Supplied data:
• • • • •
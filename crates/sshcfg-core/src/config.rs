//! Editor settings loaded from TOML.
//!
//! ```toml
//! [backups]
//! enabled = true
//! directory = "backups"
//! backup_before_restore = true
//! future_skew_minutes = 5
//! ```
//!
//! Every key is optional; unknown keys are rejected so typos surface early.

use crate::{Error, Result};
use serde::{Deserialize, Serialize};
use sshcfg_fs::io;
use std::path::Path;

fn default_true() -> bool {
    true
}

fn default_directory() -> String {
    "backups".to_string()
}

fn default_future_skew() -> i64 {
    5
}

/// Backup behaviour for mutating operations.
#[derive(Debug, Clone, PartialEq, Eq, Serialize, Deserialize)]
#[serde(deny_unknown_fields)]
pub struct BackupConfig {
    /// Take a backup of a non-empty target before every mutation
    #[serde(default = "default_true")]
    pub enabled: bool,

    /// Name of the backup directory, created next to the target
    #[serde(default = "default_directory")]
    pub directory: String,

    /// Back up the current file before restoring an older one
    #[serde(default = "default_true")]
    pub backup_before_restore: bool,

    /// How far (in minutes) a stamp may lie in the future before it is
    /// reinterpreted as local time
    #[serde(default = "default_future_skew")]
    pub future_skew_minutes: i64,
}

impl Default for BackupConfig {
    fn default() -> Self {
        Self {
            enabled: default_true(),
            directory: default_directory(),
            backup_before_restore: default_true(),
            future_skew_minutes: default_future_skew(),
        }
    }
}

/// Top-level editor settings.
#[derive(Debug, Clone, Default, PartialEq, Eq, Serialize, Deserialize)]
#[serde(deny_unknown_fields)]
pub struct EditorConfig {
    #[serde(default)]
    pub backups: BackupConfig,
}

impl EditorConfig {
    /// Parse settings from TOML content.
    ///
    /// # Example
    ///
    /// ```
    /// use sshcfg_core::config::EditorConfig;
    ///
    /// let config = EditorConfig::from_toml_str(r#"
    /// [backups]
    /// enabled = false
    /// "#).unwrap();
    ///
    /// assert!(!config.backups.enabled);
    /// assert_eq!(config.backups.directory, "backups");
    /// ```
    pub fn from_toml_str(content: &str) -> Result<Self> {
        let config: EditorConfig = toml::from_str(content)?;
        config.validate()?;
        Ok(config)
    }

    /// Load settings from `path`. A missing file yields the defaults.
    pub fn load(path: &Path) -> Result<Self> {
        match io::read_text(path) {
            Ok(content) => Self::from_toml_str(&content),
            Err(err) if err.is_not_found() => {
                tracing::debug!(path = %path.display(), "no editor config, using defaults");
                Ok(Self::default())
            }
            Err(err) => Err(err.into()),
        }
    }

    fn validate(&self) -> Result<()> {
        let dir = self.backups.directory.as_str();
        if dir.is_empty() || dir == "." || dir == ".." || dir.contains(['/', '\\']) {
            return Err(Error::Config {
                message: format!("backups.directory must be a plain directory name, got '{}'", dir),
            });
        }
        if self.backups.future_skew_minutes < 0 {
            return Err(Error::Config {
                message: "backups.future_skew_minutes must be zero or greater".to_string(),
            });
        }
        Ok(())
    }
}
• • • • •
Your goal: Every single entry is to be retyped exactly.

Result of this exercise:
filename crates/sshcfg-core/src/config.rs
//! Editor settings loaded from TOML.
//!
//! ```toml
//! [backups]
//! enabled = true
//! directory = "backups"
//! backup_before_restore = true
//! future_skew_minutes = 5
//! ```
//!
//! Every key is optional; unknown keys are rejected so typos surface early.

use crate::{Error, Result};
use serde::{Deserialize, Serialize};
use sshcfg_fs::io;
use std::path::Path;

fn default_true() -> bool {
    true
}

fn default_directory() -> String {
    "backups".to_string()
}

fn default_future_skew() -> i64 {
    5
}

/// Backup behaviour for mutating operations.
#[derive(Debug, Clone, PartialEq, Eq, Serialize, Deserialize)]
#[serde(deny_unknown_fields)]
pub struct BackupConfig {
    /// Take a backup of a non-empty target before every mutation
    #[serde(default = "default_true")]
    pub enabled: bool,

    /// Name of the backup directory, created next to the target
    #[serde(default = "default_directory")]
    pub directory: String,

    /// Back up the current file before restoring an older one
    #[serde(default = "default_true")]
    pub backup_before_restore: bool,

    /// How far (in minutes) a stamp may lie in the future before it is
    /// reinterpreted as local time
    #[serde(default = "default_future_skew")]
    pub future_skew_minutes: i64,
}

impl Default for BackupConfig {
    fn default() -> Self {
        Self {
            enabled: default_true(),
            directory: default_directory(),
            backup_before_restore: default_true(),
            future_skew_minutes: default_future_skew(),
        }
    }
}

/// Top-level editor settings.
#[derive(Debug, Clone, Default, PartialEq, Eq, Serialize, Deserialize)]
#[serde(deny_unknown_fields)]
pub struct EditorConfig {
    #[serde(default)]
    pub backups: BackupConfig,
}

impl EditorConfig {
    /// Parse settings from TOML content.
    ///
    /// # Example
    ///
    /// ```
    /// use sshcfg_core::config::EditorConfig;
    ///
    /// let config = EditorConfig::from_toml_str(r#"
    /// [backups]
    /// enabled = false
    /// "#).unwrap();
    ///
    /// assert!(!config.backups.enabled);
    /// assert_eq!(config.backups.directory, "backups");
    /// ```
    pub fn from_toml_str(content: &str) -> Result<Self> {
        let config: EditorConfig = toml::from_str(content)?;
        config.validate()?;
        Ok(config)
    }

    /// Load settings from `path`. A missing file yields the defaults.
    pub fn load(path: &Path) -> Result<Self> {
        match io::read_text(path) {
            Ok(content) => Self::from_toml_str(&content),
            Err(err) if err.is_not_found() => {
                tracing::debug!(path = %path.display(), "no editor config, using defaults");
                Ok(Self::default())
            }
            Err(err) => Err(err.into()),
        }
    }

    fn validate(&self) -> Result<()> {
        let dir = self.backups.directory.as_str();
        if dir.is_empty() || dir == "." || dir == ".." || dir.contains(['/', '\\']) {
            return Err(Error::Config {
                message: format!("backups.directory must be a plain directory name, got '{}'", dir),
            });
        }
        if self.backups.future_skew_minutes < 0 {
            return Err(Error::Config {
                message: "backups.future_skew_minutes must be zero or greater".to_string(),
            });
        }
        Ok(())
    }
}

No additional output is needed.